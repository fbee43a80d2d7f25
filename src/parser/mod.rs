//! # Gem Catalog Parsers
//!
//! Three independent strategies map the namespaced gem catalog to
//! [`Gem`] records:
//!
//! - [`PushParser`]: the tokenizer calls back on element start, text chunk and
//!   element end ([`events::drive`]); text is interpreted when its element closes.
//! - [`PullParser`]: the caller advances a cursor and routes text to the element
//!   that is currently open.
//! - [`TreeParser`]: the document is materialized first and queried structurally.
//!
//! Push and pull share one nested-element state machine (the assembler), so the
//! rules for entering and leaving `gem` / `visualParameters` live in one place.
//! For any valid document all three produce structurally identical sequences in
//! document order; [`cross_validate`] checks exactly that.
//!
//! ## Document Shape
//!
//! ```text
//! gems (root, catalog namespace)
//! └── gem* [@id]
//!     ├── name
//!     ├── preciousness    precious | semi-precious
//!     ├── origin
//!     ├── visualParameters*
//!     │   ├── color*      green | red | yellow | ...
//!     │   ├── transparency
//!     │   └── facets
//!     └── value
//! ```
//!
//! ## Usage
//!
//! ```rust,no_run
//! use gemxml::parser::{GemParser, ParserConfig, ParserKind};
//! use std::path::Path;
//!
//! let parser = ParserKind::Pull.parser(ParserConfig::default());
//! let gems = parser.parse_file(Path::new("gems.xml"))?;
//! println!("{} gems", gems.len());
//! # Ok::<(), gemxml::parser::ParseError>(())
//! ```

use std::fmt;
use std::path::Path;

use log::warn;

use crate::model::Gem;

pub use config::{ParserConfig, DEFAULT_INPUT_BUFFER_SIZE, GEMS_NAMESPACE};
pub use error::{DocumentError, ParseError};
pub use events::{Attributes, ContentHandler};
pub use pull::PullParser;
pub use push::PushParser;
pub use tree::TreeParser;

mod assembler;
mod config;
mod elements;
pub(crate) mod entities;
mod error;
pub mod events;
mod pull;
mod push;
pub(crate) mod tree;


/// A strategy that maps a gem catalog document to records
///
/// Implementations hold no state between calls; every call builds fresh
/// records and releases its source handle on every exit path.
pub trait GemParser: Send + Sync {
    /// Which strategy this is
    fn kind(&self) -> ParserKind;

    /// Parse a document held in memory
    fn parse_str(&self, xml: &str) -> Result<Vec<Gem>, ParseError>;

    /// Parse the document at `path`
    fn parse_file(&self, path: &Path) -> Result<Vec<Gem>, ParseError>;
}

/// The three traversal strategies
#[derive(Debug, Clone, Copy, PartialEq, Eq, Hash)]
pub enum ParserKind {
    /// Callback-driven traversal
    Push,
    /// Cursor-driven traversal
    Pull,
    /// Materialized tree traversal
    Tree,
}

impl ParserKind {
    /// All strategies, in cross-validation order
    pub const ALL: [ParserKind; 3] = [ParserKind::Push, ParserKind::Pull, ParserKind::Tree];

    /// Instantiate the parser for this strategy
    pub fn parser(&self, config: ParserConfig) -> Box<dyn GemParser> {
        match self {
            ParserKind::Push => Box::new(PushParser::new(config)),
            ParserKind::Pull => Box::new(PullParser::new(config)),
            ParserKind::Tree => Box::new(TreeParser::new(config)),
        }
    }

    /// Short display name
    pub fn as_str(&self) -> &'static str {
        match self {
            ParserKind::Push => "push",
            ParserKind::Pull => "pull",
            ParserKind::Tree => "tree",
        }
    }
}

impl fmt::Display for ParserKind {
    fn fmt(&self, f: &mut fmt::Formatter<'_>) -> fmt::Result {
        f.write_str(self.as_str())
    }
}

/// Parse `path` with one strategy
pub fn parse_file(kind: ParserKind, path: &Path, config: &ParserConfig) -> Result<Vec<Gem>, ParseError> {
    kind.parser(config.clone()).parse_file(path)
}

/// Where the outputs of two strategies first differ
#[derive(Debug, Clone, PartialEq, Eq)]
pub enum Divergence {
    /// A strategy failed while the others may have succeeded
    Failed(ParserKind),
    /// Two strategies produced different numbers of gems
    Length {
        /// Reference strategy
        expected: ParserKind,
        /// Strategy that disagrees
        actual: ParserKind,
    },
    /// Two strategies disagree on the gem at `index`
    Record {
        /// Reference strategy
        expected: ParserKind,
        /// Strategy that disagrees
        actual: ParserKind,
        /// Position in document order
        index: usize,
    },
}

impl fmt::Display for Divergence {
    fn fmt(&self, f: &mut fmt::Formatter<'_>) -> fmt::Result {
        match self {
            Divergence::Failed(kind) => write!(f, "{} parser failed", kind),
            Divergence::Length { expected, actual } => {
                write!(f, "{} and {} parsers found different gem counts", expected, actual)
            }
            Divergence::Record { expected, actual, index } => write!(
                f,
                "{} and {} parsers disagree on gem #{}",
                expected, actual, index
            ),
        }
    }
}

/// Outcome of running every strategy over the same document
///
/// Each result is independent: one strategy failing does not affect the others.
#[derive(Debug)]
pub struct CrossValidation {
    /// Result per strategy, in [`ParserKind::ALL`] order
    pub results: Vec<(ParserKind, Result<Vec<Gem>, ParseError>)>,
}

impl CrossValidation {
    /// Result of one strategy
    pub fn result(&self, kind: ParserKind) -> Option<&Result<Vec<Gem>, ParseError>> {
        self.results.iter().find(|(k, _)| *k == kind).map(|(_, r)| r)
    }

    /// First disagreement between the strategies, if any
    pub fn first_divergence(&self) -> Option<Divergence> {
        let mut reference: Option<(ParserKind, &Vec<Gem>)> = None;
        for (kind, result) in &self.results {
            let gems = match result {
                Ok(gems) => gems,
                Err(_) => return Some(Divergence::Failed(*kind)),
            };
            let Some((expected, expected_gems)) = reference else {
                reference = Some((*kind, gems));
                continue;
            };
            if expected_gems.len() != gems.len() {
                return Some(Divergence::Length {
                    expected,
                    actual: *kind,
                });
            }
            if let Some(index) = expected_gems
                .iter()
                .zip(gems)
                .position(|(a, b)| !a.same_content(b))
            {
                return Some(Divergence::Record {
                    expected,
                    actual: *kind,
                    index,
                });
            }
        }
        None
    }

    /// True when every strategy succeeded with structurally identical output
    pub fn is_consistent(&self) -> bool {
        self.first_divergence().is_none()
    }
}

/// Run all three strategies over `path` and compare their output
pub fn cross_validate(path: &Path, config: &ParserConfig) -> CrossValidation {
    let results = run_all(path, config);
    let validation = CrossValidation {
        results: ParserKind::ALL.into_iter().zip(results).collect(),
    };
    if let Some(divergence) = validation.first_divergence() {
        warn!("Cross-validation of {} failed: {}", path.display(), divergence);
    }
    validation
}

#[cfg(feature = "parallel")]
fn run_all(path: &Path, config: &ParserConfig) -> Vec<Result<Vec<Gem>, ParseError>> {
    let (push, (pull, tree)) = rayon::join(
        || parse_file(ParserKind::Push, path, config),
        || {
            rayon::join(
                || parse_file(ParserKind::Pull, path, config),
                || parse_file(ParserKind::Tree, path, config),
            )
        },
    );
    vec![push, pull, tree]
}

#[cfg(not(feature = "parallel"))]
fn run_all(path: &Path, config: &ParserConfig) -> Vec<Result<Vec<Gem>, ParseError>> {
    ParserKind::ALL
        .iter()
        .map(|kind| parse_file(*kind, path, config))
        .collect()
}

**Activity:** Write out the complete set of records exactly as given.

**Exercise output:**
repository fbee43a80d2d7f25
filename src/parser/mod.rs
//! # Gem Catalog Parsers
//!
//! Three independent strategies map the namespaced gem catalog to
//! [`Gem`] records:
//!
//! - [`PushParser`]: the tokenizer calls back on element start, text chunk and
//!   element end ([`events::drive`]); text is interpreted when its element closes.
//! - [`PullParser`]: the caller advances a cursor and routes text to the element
//!   that is currently open.
//! - [`TreeParser`]: the document is materialized first and queried structurally.
//!
//! Push and pull share one nested-element state machine (the assembler), so the
//! rules for entering and leaving `gem` / `visualParameters` live in one place.
//! For any valid document all three produce structurally identical sequences in
//! document order; [`cross_validate`] checks exactly that.
//!
//! ## Document Shape
//!
//! ```text
//! gems (root, catalog namespace)
//! └── gem* [@id]
//!     ├── name
//!     ├── preciousness    precious | semi-precious
//!     ├── origin
//!     ├── visualParameters*
//!     │   ├── color*      green | red | yellow | ...
//!     │   ├── transparency
//!     │   └── facets
//!     └── value
//! ```
//!
//! ## Usage
//!
//! ```rust,no_run
//! use gemxml::parser::{GemParser, ParserConfig, ParserKind};
//! use std::path::Path;
//!
//! let parser = ParserKind::Pull.parser(ParserConfig::default());
//! let gems = parser.parse_file(Path::new("gems.xml"))?;
//! println!("{} gems", gems.len());
//! # Ok::<(), gemxml::parser::ParseError>(())
//! ```

use std::fmt;
use std::path::Path;

use log::warn;

use crate::model::Gem;

pub use config::{ParserConfig, DEFAULT_INPUT_BUFFER_SIZE, GEMS_NAMESPACE};
pub use error::{DocumentError, ParseError};
pub use events::{Attributes, ContentHandler};
pub use pull::PullParser;
pub use push::PushParser;
pub use tree::TreeParser;

mod assembler;
mod config;
mod elements;
pub(crate) mod entities;
mod error;
pub mod events;
mod pull;
mod push;
pub(crate) mod tree;


/// A strategy that maps a gem catalog document to records
///
/// Implementations hold no state between calls; every call builds fresh
/// records and releases its source handle on every exit path.
pub trait GemParser: Send + Sync {
    /// Which strategy this is
    fn kind(&self) -> ParserKind;

    /// Parse a document held in memory
    fn parse_str(&self, xml: &str) -> Result<Vec<Gem>, ParseError>;

    /// Parse the document at `path`
    fn parse_file(&self, path: &Path) -> Result<Vec<Gem>, ParseError>;
}

/// The three traversal strategies
#[derive(Debug, Clone, Copy, PartialEq, Eq, Hash)]
pub enum ParserKind {
    /// Callback-driven traversal
    Push,
    /// Cursor-driven traversal
    Pull,
    /// Materialized tree traversal
    Tree,
}

impl ParserKind {
    /// All strategies, in cross-validation order
    pub const ALL: [ParserKind; 3] = [ParserKind::Push, ParserKind::Pull, ParserKind::Tree];

    /// Instantiate the parser for this strategy
    pub fn parser(&self, config: ParserConfig) -> Box<dyn GemParser> {
        match self {
            ParserKind::Push => Box::new(PushParser::new(config)),
            ParserKind::Pull => Box::new(PullParser::new(config)),
            ParserKind::Tree => Box::new(TreeParser::new(config)),
        }
    }

    /// Short display name
    pub fn as_str(&self) -> &'static str {
        match self {
            ParserKind::Push => "push",
            ParserKind::Pull => "pull",
            ParserKind::Tree => "tree",
        }
    }
}

impl fmt::Display for ParserKind {
    fn fmt(&self, f: &mut fmt::Formatter<'_>) -> fmt::Result {
        f.write_str(self.as_str())
    }
}

/// Parse `path` with one strategy
pub fn parse_file(kind: ParserKind, path: &Path, config: &ParserConfig) -> Result<Vec<Gem>, ParseError> {
    kind.parser(config.clone()).parse_file(path)
}

/// Where the outputs of two strategies first differ
#[derive(Debug, Clone, PartialEq, Eq)]
pub enum Divergence {
    /// A strategy failed while the others may have succeeded
    Failed(ParserKind),
    /// Two strategies produced different numbers of gems
    Length {
        /// Reference strategy
        expected: ParserKind,
        /// Strategy that disagrees
        actual: ParserKind,
    },
    /// Two strategies disagree on the gem at `index`
    Record {
        /// Reference strategy
        expected: ParserKind,
        /// Strategy that disagrees
        actual: ParserKind,
        /// Position in document order
        index: usize,
    },
}

impl fmt::Display for Divergence {
    fn fmt(&self, f: &mut fmt::Formatter<'_>) -> fmt::Result {
        match self {
            Divergence::Failed(kind) => write!(f, "{} parser failed", kind),
            Divergence::Length { expected, actual } => {
                write!(f, "{} and {} parsers found different gem counts", expected, actual)
            }
            Divergence::Record { expected, actual, index } => write!(
                f,
                "{} and {} parsers disagree on gem #{}",
                expected, actual, index
            ),
        }
    }
}

/// Outcome of running every strategy over the same document
///
/// Each result is independent: one strategy failing does not affect the others.
#[derive(Debug)]
pub struct CrossValidation {
    /// Result per strategy, in [`ParserKind::ALL`] order
    pub results: Vec<(ParserKind, Result<Vec<Gem>, ParseError>)>,
}

impl CrossValidation {
    /// Result of one strategy
    pub fn result(&self, kind: ParserKind) -> Option<&Result<Vec<Gem>, ParseError>> {
        self.results.iter().find(|(k, _)| *k == kind).map(|(_, r)| r)
    }

    /// First disagreement between the strategies, if any
    pub fn first_divergence(&self) -> Option<Divergence> {
        let mut reference: Option<(ParserKind, &Vec<Gem>)> = None;
        for (kind, result) in &self.results {
            let gems = match result {
                Ok(gems) => gems,
                Err(_) => return Some(Divergence::Failed(*kind)),
            };
            let Some((expected, expected_gems)) = reference else {
                reference = Some((*kind, gems));
                continue;
            };
            if expected_gems.len() != gems.len() {
                return Some(Divergence::Length {
                    expected,
                    actual: *kind,
                });
            }
            if let Some(index) = expected_gems
                .iter()
                .zip(gems)
                .position(|(a, b)| !a.same_content(b))
            {
                return Some(Divergence::Record {
                    expected,
                    actual: *kind,
                    index,
                });
            }
        }
        None
    }

    /// True when every strategy succeeded with structurally identical output
    pub fn is_consistent(&self) -> bool {
        self.first_divergence().is_none()
    }
}

/// Run all three strategies over `path` and compare their output
pub fn cross_validate(path: &Path, config: &ParserConfig) -> CrossValidation {
    let results = run_all(path, config);
    let validation = CrossValidation {
        results: ParserKind::ALL.into_iter().zip(results).collect(),
    };
    if let Some(divergence) = validation.first_divergence() {
        warn!("Cross-validation of {} failed: {}", path.display(), divergence);
    }
    validation
}

#[cfg(feature = "parallel")]
fn run_all(path: &Path, config: &ParserConfig) -> Vec<Result<Vec<Gem>, ParseError>> {
    let (push, (pull, tree)) = rayon::join(
        || parse_file(ParserKind::Push, path, config),
        || {
            rayon::join(
                || parse_file(ParserKind::Pull, path, config),
                || parse_file(ParserKind::Tree, path, config),
            )
        },
    );
    vec![push, pull, tree]
}

#[cfg(not(feature = "parallel"))]
fn run_all(path: &Path, config: &ParserConfig) -> Vec<Result<Vec<Gem>, ParseError>> {
    ParserKind::ALL
        .iter()
        .map(|kind| parse_file(*kind, path, config))
        .collect()
}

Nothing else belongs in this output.